RUMELY — Max has no fear. His owners, Pete Curtice and Sharon Nelson-Curtice, call him their once-in-a-lifetime sled dog.

He’s always wanted to go fast and be out in front but this weekend as Nelson-Curtice enters the U.P. 200, Max won’t be on the team. A genetic problem has made him blind. He’s only 6 years old.

“He is by far the best sled dog we have ever run,” Curtice said. “He pulls hard. He’s still good enough. He still wants to run.”

And he does run but only recreationally. Fast trail speeds in competitions would put him in jeopardy. So Max will sit out the U.P. 200 this year while younger dogs he helped train, Ricky and Colleen, will lead the pack.

“This sport is really about having a good leader,” Curtice said, who along with his wife owns Ridgerunner Kennel in Rumely.

The couple began the sport eight years ago and have learned firsthand that some dogs are good runners but not leaders. A dog is either a leader or it’s not. How does a musher know the difference?

There’s no mistaking leadership material, they said. A lead dog shows the musher that it’s a lead dog.

“It’s not afraid of what’s in front of them. They don’t tire and enjoy passing other sled teams,” Curtice said, who won the U.P. 200 in 2002 with Max.

Nelson-Curtice, who won the Midnight Run in 2000 with Max, put it another way: “Max has a huge heart.”

Ricky and Colleen, as well as their backups Trumpet, Asrial, Hurricane and Buck, are very good leaders, the Curtices said, but they’re not Max.

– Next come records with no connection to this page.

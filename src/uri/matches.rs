/// `ALPHA / DIGIT / "-" / "." / "_" / "~"`
pub const fn is_unreserved(byte: u8) -> bool {
    byte.is_ascii_alphanumeric() || matches!(byte, b'-' | b'.' | b'_' | b'~')
}

/// `$ & + , / : ; = ? @`
pub const fn is_reserved(byte: u8) -> bool {
    matches!(byte, b'$' | b'&' | b'+' | b',' | b'/' | b':' | b';' | b'=' | b'?' | b'@')
}

/// Scheme byte after the leading `ALPHA`.
pub const fn is_scheme(byte: u8) -> bool {
    byte.is_ascii_alphanumeric() || matches!(byte, b'+' | b'-' | b'.')
}

pub const fn unhex(byte: u8) -> Option<u8> {
    match byte {
        b'0'..=b'9' => Some(byte - b'0'),
        b'a'..=b'f' => Some(byte - b'a' + 10),
        b'A'..=b'F' => Some(byte - b'A' + 10),
        _ => None,
    }
}

pub const HEX_UPPER: &[u8; 16] = b"0123456789ABCDEF";

/// Find the first `delim`.
pub const fn find(bytes: &[u8], delim: u8) -> Option<usize> {
    let mut state = bytes;
    while let [byte, rest @ ..] = state {
        if *byte == delim {
            return Some(bytes.len() - state.len());
        }
        state = rest;
    }
    None
}

/// Find the last `delim`.
pub const fn rfind(bytes: &[u8], delim: u8) -> Option<usize> {
    let mut state = bytes;
    while let [lead @ .., byte] = state {
        if *byte == delim {
            return Some(lead.len());
        }
        state = lead;
    }
    None
}

/// Find the first `&` or `;`.
pub const fn find_pair_delim(bytes: &[u8]) -> Option<usize> {
    let mut state = bytes;
    while let [byte, rest @ ..] = state {
        if matches!(byte, b'&' | b';') {
            return Some(bytes.len() - state.len());
        }
        state = rest;
    }
    None
}

#[test]
fn test_find() {
    assert_eq!(find(b"", b'@'), None);
    assert_eq!(find(b"example.com", b'@'), None);
    assert_eq!(find(b"a@b@c", b'@'), Some(1));
    assert_eq!(rfind(b"a@b@c", b'@'), Some(3));
    assert_eq!(rfind(b"j@ne:password@google.com", b'@'), Some(13));
    assert_eq!(rfind(b"", b'/'), None);
    assert_eq!(find_pair_delim(b"a=1;b=2&c=3"), Some(3));
    assert_eq!(find_pair_delim(b"a=1"), None);
}

#[test]
fn test_unhex() {
    assert_eq!(unhex(b'0'), Some(0));
    assert_eq!(unhex(b'a'), Some(10));
    assert_eq!(unhex(b'F'), Some(15));
    assert_eq!(unhex(b'g'), None);
}
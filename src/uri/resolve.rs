use bytes::Bytes;

use super::{Url, resolve_path};

impl Url {
    /// Resolve a URI reference to an absolute URI from `self` as the base URI ([RFC3986 §5.2]).
    ///
    /// The reference may be relative or absolute. If the reference is absolute, the base is
    /// ignored and the result is a copy of the reference with dot segments removed.
    ///
    /// A new [`Url`] is always returned, even if it is equal to either the base or the reference.
    ///
    /// ```
    /// # use byteuri::Url;
    /// let base = Url::parse("http://a/b/c/d;p?q").unwrap();
    ///
    /// let url = base.resolve_reference(&Url::parse("../g").unwrap());
    /// assert_eq!(url.to_bytes(), "http://a/b/g");
    ///
    /// let url = base.resolve_reference(&Url::parse("?y").unwrap());
    /// assert_eq!(url.to_bytes(), "http://a/b/c/d;p?y");
    /// ```
    ///
    /// [RFC3986 §5.2]: <https://datatracker.ietf.org/doc/html/rfc3986#section-5.2>
    pub fn resolve_reference(&self, reference: &Url) -> Url {
        let mut url = reference.clone();

        if reference.scheme.is_empty() {
            url.scheme = self.scheme.clone();
        }

        if !reference.scheme.is_empty() || !reference.host.is_empty() || reference.user.is_some() {
            // absolute URI or network path reference
            url.path = resolve_path(&reference.path, &[]);
            return url;
        }

        if !reference.opaque.is_empty() {
            url.user = None;
            url.host = Bytes::new();
            url.path = Bytes::new();
            return url;
        }

        // fragment is only inherited along with the query
        if reference.path.is_empty() && reference.raw_query.is_empty() {
            url.raw_query = self.raw_query.clone();
            if reference.fragment.is_empty() {
                url.fragment = self.fragment.clone();
            }
        }

        // absolute path or relative path reference
        url.host = self.host.clone();
        url.user = self.user.clone();
        url.path = resolve_path(&self.path, &reference.path);
        url
    }
}
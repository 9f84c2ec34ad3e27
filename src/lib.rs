//! Byte Oriented URI Toolkit
//!
//! Parse, resolve and serialize URI references ([RFC3986]) stored as [`Bytes`], and encode or
//! decode `application/x-www-form-urlencoded` style query strings.
//!
//! ```
//! use byteuri::Url;
//!
//! let base = Url::parse("http://a/b/c/d;p?q").unwrap();
//! let url = base.parse_relative("../g?y#s").unwrap();
//! assert_eq!(url.to_bytes(), "http://a/b/g?y#s");
//!
//! let query = url.query();
//! assert_eq!(query.get("y"), b"");
//! ```
//!
//! [RFC3986]: <https://datatracker.ietf.org/doc/html/rfc3986>
//! [`Bytes`]: bytes::Bytes
#![warn(missing_debug_implementations)]

mod log;

pub mod uri;
pub mod query;

pub use uri::{Url, Userinfo, UriError, ErrorKind, EscapeError, query_escape, query_unescape};
pub use query::{Values, parse_query};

“They’re not as solid,” Nelson-Curtice said. “They’re not as driven as Max.”

Typically, dogs begin to show promise as leaders while still young.

“But some make a career change when they’re older,” Curtice said, explaining that some dogs grow into leadership positions when they find out how much fun the sport is.

Last weekend Nelson-Curtice’s team won the Pellston Ice Box, a 34-mile race downstate.

“It was a real solid run,” she said. “It will be nice going into the 200. The dogs are happy and want to run.”

The Curtices train their dogs to run the U.P. 200 every year. That’s the race they want to do good in.

They have a relatively small kennel, only 30 dogs. One is a retired 14-year-old, four are puppies, and five are yearlings, too young to run in a long, stressful race like the U.P. 200.

With a small number of dogs to choose from, the Curtices are careful not to push the dogs to win races earlier in the season. If one is injured or peaks before the U.P. 200 there are no substitutes.

“We love to win races,” he said, “but don’t put much pressure on (the dogs).”

The Curtices said sled dogs are similar to people. The best leader in a race is young and driven, mentally mature, but more than anything else, when it runs, it smiles.